▶ **Work instructions**
The lines from the start of the records through the one containing "use crate::codes;" are to be transcribed exactly, and nothing else.

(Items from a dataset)
---
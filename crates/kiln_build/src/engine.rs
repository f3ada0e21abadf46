//! The compile → link → encode pipeline shared by application and library
//! builds.

use crate::codes;
use crate::collab::{CompileRequest, LinkRequest, SourceContainers, Toolchain};
use crate::decision::{decide_with, Decision, Evidence};
use crate::error::{CompileError, EncodeError, ResolveError, LoadError};
use crate::extension::{BuildSnapshot, Extension};
use crate::fingerprint::{compute_fingerprints, FingerprintSet, LibraryCheck, LibraryRecord};
use crate::library::LibraryComponents;
use crate::phase::Phase;
use crate::state::{BuildState, SavedState};
use crate::stop::StopHandle;
use crate::validate::{validate_units, Validation};
use kiln_cache::{
    CacheError, CacheLease, CompilerContext, ConsistencyKey, ContainerKind, ResolvedLibraries,
    SharedLibraryCache, SharedTranslationCache, SourceRecord, TranslationUnit,
};
use kiln_common::QName;
use kiln_config::{ArtifactKind, BuildOptions, ResolvedArtifact};
use kiln_diagnostics::{Diagnostic, Location, Logger, NullLogger};
use std::cell::Cell;
use std::collections::btree_map::Entry;
use std::collections::{BTreeMap, BTreeSet};
use std::fs;
use std::io::{self, BufReader, BufWriter, Read, Write};
use std::path::{Path, PathBuf};
use std::sync::Arc;

/// What an artifact's link starts from.
#[derive(Debug, Clone, PartialEq, Eq)]
pub enum LinkRoots {
    /// The definitions of the source at this path (an application's main
    /// target).
    MainTarget(PathBuf),
    /// The definitions selected by library components.
    Components(LibraryComponents),
}

impl LinkRoots {
    /// Stable string form hashed into the link fingerprint.
    fn keys(&self) -> Vec<String> {
        match self {
            LinkRoots::MainTarget(path) => vec![format!("target:{}", path.display())],
            LinkRoots::Components(components) => components
                .classes
                .iter()
                .map(|c| format!("class:{c}"))
                .chain(components.sources.iter().map(|s| format!("source:{}", s.display())))
                .chain(components.namespaces.iter().map(|n| format!("namespace:{n}")))
                .chain(components.bundles.iter().map(|b| format!("bundle:{b}")))
                .collect(),
        }
    }

    /// Selects root definitions among compiled `sources`.
    fn select(&self, sources: &BTreeMap<QName, SourceRecord>) -> BTreeSet<QName> {
        let definitions = |record: &SourceRecord| -> Vec<QName> {
            match &record.unit {
                Some(unit) if !unit.top_level_definitions.is_empty() => {
                    unit.top_level_definitions.iter().cloned().collect()
                }
                _ => vec![record.name.clone()],
            }
        };
        match self {
            LinkRoots::MainTarget(path) => sources
                .values()
                .filter(|r| r.path == *path)
                .flat_map(definitions)
                .collect(),
            LinkRoots::Components(components) => {
                let mut roots: BTreeSet<QName> = components.classes.iter().cloned().collect();
                for record in sources.values() {
                    let listed = record.owner == ContainerKind::SourceList
                        || components.sources.iter().any(|s| record.path.starts_with(s));
                    let namespace = record.name.namespace();
                    let in_namespace = components.namespaces.iter().any(|ns| {
                        namespace == ns.as_str()
                            || namespace
                                .strip_prefix(ns.as_str())
                                .is_some_and(|rest| rest.starts_with('.'))
                    });
                    let bundle = record.owner == ContainerKind::Resources
                        || record.owner == ContainerKind::BundlePath;
                    if listed || in_namespace || bundle {
                        roots.extend(definitions(record));
                    }
                }
                roots
            }
        }
    }
}

/// The work one compile pass will do.
struct Plan {
    decision: Decision,
    records: BTreeMap<QName, SourceRecord>,
    compile: Vec<QName>,
    reusable: BTreeSet<QName>,
    removed: usize,
    reason: Option<String>,
}

impl Plan {
    fn full(records: BTreeMap<QName, SourceRecord>, reason: Option<String>) -> Self {
        let compile: Vec<QName> = records.keys().cloned().collect();
        Self {
            decision: Decision::FullRebuild,
            reusable: compile.iter().cloned().collect(),
            compile,
            records,
            removed: 0,
            reason,
        }
    }

    fn without_reuse(mut self) -> Self {
        self.reusable.clear();
        self
    }
}

enum CompileFailure {
    Stopped,
    Errors(Vec<CompileError>),
}

/// One artifact's build pipeline.
///
/// Owns the artifact's options, source containers, link roots and retained
/// state. The translation cache and library cache are shared handles owned by
/// the caller; `clean` never touches them.
pub struct ArtifactBuild {
    name: String,
    kind: ArtifactKind,
    options: BuildOptions,
    overrides: Option<toml::Table>,
    containers: SourceContainers,
    roots: LinkRoots,
    output: Option<PathBuf>,
    cache_file: Option<PathBuf>,
    toolchain: Toolchain,
    logger: Arc<dyn Logger>,
    translation_cache: SharedTranslationCache,
    library_cache: SharedLibraryCache,
    extensions: Vec<Arc<dyn Extension>>,
    stop: StopHandle,
    phase: Phase,
    state: Option<BuildState>,
    effective: Option<BuildOptions>,
    last_decision: Option<Decision>,
    relink: bool,
    errors: Cell<usize>,
}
---
▶ **Exercise solution**
filename crates/kiln_build/src/engine.rs
repository f3ada0e21abadf46
//! The compile → link → encode pipeline shared by application and library
//! builds.

use crate::codes;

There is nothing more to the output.